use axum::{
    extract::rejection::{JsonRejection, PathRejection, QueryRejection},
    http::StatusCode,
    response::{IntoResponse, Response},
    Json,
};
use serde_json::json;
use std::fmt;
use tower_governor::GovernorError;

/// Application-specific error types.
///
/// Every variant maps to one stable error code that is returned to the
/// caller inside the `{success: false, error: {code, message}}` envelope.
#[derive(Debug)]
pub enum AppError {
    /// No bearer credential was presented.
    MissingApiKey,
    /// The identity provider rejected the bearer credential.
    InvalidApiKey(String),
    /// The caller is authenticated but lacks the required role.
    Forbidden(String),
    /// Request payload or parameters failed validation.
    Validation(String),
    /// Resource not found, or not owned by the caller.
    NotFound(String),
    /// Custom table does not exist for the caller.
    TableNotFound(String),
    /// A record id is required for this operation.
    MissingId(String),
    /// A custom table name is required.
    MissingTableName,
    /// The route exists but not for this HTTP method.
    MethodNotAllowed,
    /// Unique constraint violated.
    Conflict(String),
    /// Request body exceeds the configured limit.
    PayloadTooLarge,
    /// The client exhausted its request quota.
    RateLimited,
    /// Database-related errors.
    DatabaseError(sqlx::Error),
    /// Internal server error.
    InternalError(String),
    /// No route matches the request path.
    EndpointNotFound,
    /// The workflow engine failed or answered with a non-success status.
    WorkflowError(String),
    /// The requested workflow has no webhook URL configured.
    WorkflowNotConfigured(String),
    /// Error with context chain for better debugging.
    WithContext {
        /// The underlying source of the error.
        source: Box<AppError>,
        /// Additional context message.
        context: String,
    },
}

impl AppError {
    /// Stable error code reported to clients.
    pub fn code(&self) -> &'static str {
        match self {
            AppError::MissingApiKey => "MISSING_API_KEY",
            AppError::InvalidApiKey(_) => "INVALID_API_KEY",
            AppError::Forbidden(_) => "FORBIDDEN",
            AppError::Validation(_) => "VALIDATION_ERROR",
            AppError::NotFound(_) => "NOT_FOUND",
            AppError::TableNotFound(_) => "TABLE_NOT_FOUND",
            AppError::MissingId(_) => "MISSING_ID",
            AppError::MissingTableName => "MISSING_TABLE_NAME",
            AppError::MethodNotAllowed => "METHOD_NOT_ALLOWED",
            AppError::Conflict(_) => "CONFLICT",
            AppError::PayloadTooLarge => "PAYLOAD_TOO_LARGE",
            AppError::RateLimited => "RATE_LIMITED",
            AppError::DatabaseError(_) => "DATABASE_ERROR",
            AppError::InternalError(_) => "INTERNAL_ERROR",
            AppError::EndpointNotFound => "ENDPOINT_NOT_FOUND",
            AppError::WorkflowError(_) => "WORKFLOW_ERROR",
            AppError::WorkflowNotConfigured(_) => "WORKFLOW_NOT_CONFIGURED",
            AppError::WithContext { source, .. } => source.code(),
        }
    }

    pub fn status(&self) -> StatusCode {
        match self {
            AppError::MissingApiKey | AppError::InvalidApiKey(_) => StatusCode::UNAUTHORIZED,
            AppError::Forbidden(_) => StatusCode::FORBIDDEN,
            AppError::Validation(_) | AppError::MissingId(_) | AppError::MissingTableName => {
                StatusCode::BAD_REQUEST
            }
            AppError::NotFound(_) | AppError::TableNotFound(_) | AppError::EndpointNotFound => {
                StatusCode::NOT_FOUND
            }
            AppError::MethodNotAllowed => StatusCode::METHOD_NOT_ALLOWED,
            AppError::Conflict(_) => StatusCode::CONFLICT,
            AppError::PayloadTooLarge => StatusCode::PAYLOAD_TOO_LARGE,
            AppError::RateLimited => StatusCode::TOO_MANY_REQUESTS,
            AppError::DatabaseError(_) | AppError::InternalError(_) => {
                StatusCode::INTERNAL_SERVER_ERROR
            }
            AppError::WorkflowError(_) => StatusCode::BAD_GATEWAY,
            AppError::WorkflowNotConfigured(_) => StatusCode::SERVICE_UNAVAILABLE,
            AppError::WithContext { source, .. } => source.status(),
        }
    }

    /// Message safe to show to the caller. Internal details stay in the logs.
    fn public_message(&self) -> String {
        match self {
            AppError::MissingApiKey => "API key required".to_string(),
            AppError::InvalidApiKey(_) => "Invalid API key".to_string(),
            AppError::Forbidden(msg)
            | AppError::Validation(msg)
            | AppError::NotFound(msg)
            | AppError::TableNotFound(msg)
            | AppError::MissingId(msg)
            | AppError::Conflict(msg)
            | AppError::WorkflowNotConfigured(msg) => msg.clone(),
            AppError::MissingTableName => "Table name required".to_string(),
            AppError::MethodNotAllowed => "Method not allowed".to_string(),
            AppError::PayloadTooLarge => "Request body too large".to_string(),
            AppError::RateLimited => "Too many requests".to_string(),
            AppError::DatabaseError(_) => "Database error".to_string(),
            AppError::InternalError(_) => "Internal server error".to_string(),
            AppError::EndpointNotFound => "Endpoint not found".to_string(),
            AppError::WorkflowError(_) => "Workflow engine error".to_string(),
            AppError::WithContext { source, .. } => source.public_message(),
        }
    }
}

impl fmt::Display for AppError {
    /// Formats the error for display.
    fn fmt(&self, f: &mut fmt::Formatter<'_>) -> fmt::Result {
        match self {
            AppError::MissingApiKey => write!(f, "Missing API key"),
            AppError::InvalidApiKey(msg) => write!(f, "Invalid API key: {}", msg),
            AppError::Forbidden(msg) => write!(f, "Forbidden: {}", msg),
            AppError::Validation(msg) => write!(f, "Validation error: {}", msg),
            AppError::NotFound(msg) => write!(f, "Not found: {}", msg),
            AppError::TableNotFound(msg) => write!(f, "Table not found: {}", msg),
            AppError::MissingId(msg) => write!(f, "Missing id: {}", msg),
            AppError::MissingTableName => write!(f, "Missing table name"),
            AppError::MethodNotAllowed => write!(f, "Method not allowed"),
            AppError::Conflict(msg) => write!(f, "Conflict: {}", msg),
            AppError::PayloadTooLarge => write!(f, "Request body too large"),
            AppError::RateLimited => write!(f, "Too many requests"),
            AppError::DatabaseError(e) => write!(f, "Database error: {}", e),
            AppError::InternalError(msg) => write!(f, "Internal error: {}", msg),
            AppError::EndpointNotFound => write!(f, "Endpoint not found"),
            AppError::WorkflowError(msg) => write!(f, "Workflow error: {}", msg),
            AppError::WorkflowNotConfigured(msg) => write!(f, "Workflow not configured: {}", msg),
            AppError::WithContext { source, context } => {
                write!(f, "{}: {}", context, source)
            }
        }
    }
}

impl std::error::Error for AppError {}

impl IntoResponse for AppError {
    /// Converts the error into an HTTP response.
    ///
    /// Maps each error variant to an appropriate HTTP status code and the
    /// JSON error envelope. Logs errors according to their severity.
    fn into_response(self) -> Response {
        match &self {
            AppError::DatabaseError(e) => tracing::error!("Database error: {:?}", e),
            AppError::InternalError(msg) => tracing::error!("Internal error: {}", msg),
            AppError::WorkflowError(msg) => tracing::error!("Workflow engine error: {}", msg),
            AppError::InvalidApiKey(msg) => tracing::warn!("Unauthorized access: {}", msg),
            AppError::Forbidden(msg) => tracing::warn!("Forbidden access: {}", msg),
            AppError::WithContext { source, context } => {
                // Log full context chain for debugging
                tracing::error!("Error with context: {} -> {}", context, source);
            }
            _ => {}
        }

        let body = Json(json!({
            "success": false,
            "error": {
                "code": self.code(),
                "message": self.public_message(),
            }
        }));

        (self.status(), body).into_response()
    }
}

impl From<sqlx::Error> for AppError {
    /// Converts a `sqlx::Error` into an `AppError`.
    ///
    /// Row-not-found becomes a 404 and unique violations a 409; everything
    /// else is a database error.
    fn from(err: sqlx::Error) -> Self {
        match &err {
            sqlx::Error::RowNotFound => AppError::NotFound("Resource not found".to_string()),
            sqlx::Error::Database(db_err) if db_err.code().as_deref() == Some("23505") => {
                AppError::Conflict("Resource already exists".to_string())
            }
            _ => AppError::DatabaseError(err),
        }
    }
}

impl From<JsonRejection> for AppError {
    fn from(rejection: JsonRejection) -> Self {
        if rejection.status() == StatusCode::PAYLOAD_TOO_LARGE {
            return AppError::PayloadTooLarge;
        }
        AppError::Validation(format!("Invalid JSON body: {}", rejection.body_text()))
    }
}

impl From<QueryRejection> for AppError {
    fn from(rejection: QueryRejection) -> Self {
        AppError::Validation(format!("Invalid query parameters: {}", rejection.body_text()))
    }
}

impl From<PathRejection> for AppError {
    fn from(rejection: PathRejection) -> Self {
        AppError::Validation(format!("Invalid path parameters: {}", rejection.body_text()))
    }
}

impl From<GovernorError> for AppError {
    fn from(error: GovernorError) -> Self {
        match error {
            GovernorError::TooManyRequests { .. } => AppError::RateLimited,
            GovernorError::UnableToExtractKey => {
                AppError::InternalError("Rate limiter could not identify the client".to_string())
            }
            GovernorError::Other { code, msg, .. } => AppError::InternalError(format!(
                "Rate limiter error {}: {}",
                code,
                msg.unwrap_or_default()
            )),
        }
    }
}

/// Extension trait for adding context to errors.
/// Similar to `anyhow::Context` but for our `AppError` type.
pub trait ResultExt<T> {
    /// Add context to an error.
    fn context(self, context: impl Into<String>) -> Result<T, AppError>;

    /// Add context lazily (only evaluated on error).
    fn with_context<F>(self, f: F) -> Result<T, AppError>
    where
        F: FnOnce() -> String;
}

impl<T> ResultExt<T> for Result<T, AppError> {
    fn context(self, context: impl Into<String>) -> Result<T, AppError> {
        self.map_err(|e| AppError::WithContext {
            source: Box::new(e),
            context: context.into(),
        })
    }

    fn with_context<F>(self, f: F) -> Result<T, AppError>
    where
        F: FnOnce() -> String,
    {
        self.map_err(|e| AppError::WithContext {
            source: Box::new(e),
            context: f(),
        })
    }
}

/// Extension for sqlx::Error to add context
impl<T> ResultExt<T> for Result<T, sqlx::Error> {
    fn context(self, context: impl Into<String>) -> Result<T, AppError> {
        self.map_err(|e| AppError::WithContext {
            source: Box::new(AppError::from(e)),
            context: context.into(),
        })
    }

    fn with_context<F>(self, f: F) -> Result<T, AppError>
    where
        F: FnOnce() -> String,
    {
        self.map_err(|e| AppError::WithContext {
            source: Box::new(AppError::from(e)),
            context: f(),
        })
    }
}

* * *

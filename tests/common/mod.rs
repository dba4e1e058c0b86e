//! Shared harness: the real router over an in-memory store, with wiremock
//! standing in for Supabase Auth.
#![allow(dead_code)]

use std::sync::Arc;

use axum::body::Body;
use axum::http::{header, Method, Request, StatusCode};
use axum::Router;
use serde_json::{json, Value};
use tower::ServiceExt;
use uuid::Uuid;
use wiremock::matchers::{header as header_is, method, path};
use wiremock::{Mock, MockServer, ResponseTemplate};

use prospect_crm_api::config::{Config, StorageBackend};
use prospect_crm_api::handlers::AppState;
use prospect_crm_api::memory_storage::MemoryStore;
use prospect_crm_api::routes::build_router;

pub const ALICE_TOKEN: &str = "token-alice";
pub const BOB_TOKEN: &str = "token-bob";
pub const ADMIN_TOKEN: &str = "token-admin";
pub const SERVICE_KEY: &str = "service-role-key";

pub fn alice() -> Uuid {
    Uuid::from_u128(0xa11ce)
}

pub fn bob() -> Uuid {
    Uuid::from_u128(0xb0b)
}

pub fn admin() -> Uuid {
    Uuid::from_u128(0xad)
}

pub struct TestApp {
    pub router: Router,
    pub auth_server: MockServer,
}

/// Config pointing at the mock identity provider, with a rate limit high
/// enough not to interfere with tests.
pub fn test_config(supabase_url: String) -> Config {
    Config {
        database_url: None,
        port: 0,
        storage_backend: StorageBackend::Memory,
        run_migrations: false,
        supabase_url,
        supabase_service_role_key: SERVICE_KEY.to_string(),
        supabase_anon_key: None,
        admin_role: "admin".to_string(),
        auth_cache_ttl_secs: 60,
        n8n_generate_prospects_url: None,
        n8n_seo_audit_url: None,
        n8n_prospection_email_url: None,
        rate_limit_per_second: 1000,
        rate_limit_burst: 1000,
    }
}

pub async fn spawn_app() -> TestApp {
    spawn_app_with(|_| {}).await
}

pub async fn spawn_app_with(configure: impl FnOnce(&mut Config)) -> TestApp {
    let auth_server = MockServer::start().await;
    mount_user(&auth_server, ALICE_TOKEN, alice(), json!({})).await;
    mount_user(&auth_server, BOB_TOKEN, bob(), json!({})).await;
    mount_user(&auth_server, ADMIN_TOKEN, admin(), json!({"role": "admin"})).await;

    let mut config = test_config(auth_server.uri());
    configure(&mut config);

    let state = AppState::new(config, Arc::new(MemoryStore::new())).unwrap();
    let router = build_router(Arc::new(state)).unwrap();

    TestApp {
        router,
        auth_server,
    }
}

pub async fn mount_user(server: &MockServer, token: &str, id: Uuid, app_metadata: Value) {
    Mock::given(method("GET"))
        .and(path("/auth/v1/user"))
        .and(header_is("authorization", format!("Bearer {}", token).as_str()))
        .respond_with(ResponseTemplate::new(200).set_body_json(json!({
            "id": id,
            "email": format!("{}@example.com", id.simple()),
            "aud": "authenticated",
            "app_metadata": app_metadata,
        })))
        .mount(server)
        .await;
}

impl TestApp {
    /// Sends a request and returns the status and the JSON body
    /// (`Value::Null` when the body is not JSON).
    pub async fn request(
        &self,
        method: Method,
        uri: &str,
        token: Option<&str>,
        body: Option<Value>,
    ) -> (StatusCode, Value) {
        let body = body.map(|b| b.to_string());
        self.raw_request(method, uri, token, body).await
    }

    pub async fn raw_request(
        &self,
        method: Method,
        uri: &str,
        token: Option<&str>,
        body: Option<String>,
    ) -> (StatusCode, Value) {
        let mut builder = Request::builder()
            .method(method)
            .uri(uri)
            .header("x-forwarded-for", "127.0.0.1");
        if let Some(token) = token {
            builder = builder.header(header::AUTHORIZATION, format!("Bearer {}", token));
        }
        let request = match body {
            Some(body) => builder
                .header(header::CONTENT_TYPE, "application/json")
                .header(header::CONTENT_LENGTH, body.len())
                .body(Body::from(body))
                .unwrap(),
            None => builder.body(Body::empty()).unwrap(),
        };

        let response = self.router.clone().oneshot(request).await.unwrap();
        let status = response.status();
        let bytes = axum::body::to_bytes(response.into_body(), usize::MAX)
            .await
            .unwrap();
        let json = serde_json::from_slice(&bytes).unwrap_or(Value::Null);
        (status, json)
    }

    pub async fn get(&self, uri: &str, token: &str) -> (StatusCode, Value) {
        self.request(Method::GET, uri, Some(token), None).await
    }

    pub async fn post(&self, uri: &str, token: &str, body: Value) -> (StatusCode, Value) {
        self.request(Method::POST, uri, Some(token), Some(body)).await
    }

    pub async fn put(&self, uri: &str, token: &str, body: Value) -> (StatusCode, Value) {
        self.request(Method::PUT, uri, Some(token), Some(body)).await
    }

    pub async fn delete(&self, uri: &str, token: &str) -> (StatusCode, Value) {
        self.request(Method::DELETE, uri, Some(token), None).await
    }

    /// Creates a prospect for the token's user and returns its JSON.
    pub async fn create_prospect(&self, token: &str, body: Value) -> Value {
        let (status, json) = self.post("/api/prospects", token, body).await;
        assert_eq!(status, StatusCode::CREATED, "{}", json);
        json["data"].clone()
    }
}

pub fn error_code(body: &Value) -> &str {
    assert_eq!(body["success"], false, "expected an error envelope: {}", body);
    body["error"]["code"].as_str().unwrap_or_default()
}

* * *

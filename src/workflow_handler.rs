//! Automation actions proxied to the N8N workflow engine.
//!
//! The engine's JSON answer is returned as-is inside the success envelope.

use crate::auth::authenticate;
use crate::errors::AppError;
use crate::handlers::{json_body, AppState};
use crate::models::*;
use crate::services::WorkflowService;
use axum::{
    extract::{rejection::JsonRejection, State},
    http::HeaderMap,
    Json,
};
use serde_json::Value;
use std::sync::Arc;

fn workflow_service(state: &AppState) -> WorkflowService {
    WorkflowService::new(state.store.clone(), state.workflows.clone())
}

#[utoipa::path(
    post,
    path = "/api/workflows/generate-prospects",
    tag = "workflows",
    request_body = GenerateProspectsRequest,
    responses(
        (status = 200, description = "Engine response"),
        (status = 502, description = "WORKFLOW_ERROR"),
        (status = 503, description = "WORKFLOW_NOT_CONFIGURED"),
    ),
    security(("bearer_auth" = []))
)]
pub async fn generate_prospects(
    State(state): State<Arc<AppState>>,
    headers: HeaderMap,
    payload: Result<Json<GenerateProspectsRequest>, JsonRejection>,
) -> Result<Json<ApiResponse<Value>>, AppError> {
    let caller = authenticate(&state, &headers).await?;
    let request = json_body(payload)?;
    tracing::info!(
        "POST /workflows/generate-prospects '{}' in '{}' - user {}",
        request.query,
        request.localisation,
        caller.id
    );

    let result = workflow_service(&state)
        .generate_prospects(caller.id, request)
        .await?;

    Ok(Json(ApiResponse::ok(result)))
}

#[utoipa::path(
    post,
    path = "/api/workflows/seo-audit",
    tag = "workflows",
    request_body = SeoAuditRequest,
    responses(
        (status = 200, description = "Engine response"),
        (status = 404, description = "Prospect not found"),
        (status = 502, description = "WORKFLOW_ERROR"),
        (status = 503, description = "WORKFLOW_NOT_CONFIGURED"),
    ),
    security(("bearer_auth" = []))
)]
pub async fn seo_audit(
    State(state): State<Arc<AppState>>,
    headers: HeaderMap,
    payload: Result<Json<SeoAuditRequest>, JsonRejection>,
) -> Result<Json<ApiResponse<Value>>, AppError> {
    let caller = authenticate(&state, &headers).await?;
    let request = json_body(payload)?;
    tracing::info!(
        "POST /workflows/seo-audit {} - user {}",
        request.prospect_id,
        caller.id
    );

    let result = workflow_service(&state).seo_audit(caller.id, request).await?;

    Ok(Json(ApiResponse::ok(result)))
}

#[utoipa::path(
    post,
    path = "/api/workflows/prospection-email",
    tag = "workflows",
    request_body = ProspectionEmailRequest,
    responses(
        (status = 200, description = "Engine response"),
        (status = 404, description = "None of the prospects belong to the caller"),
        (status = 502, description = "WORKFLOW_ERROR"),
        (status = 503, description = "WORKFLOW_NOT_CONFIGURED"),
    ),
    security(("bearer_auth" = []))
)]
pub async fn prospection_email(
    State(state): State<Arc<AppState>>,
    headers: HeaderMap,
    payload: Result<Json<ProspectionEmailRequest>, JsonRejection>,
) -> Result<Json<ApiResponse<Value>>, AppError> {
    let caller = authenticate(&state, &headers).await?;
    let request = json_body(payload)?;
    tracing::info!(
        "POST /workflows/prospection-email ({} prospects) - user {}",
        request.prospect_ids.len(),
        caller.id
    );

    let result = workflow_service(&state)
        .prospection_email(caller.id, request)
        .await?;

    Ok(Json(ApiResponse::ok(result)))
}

### [What is expected]
How many of the lines in the records include the word "TableNotFound"? Only the number should be given.

### [Answer below]
5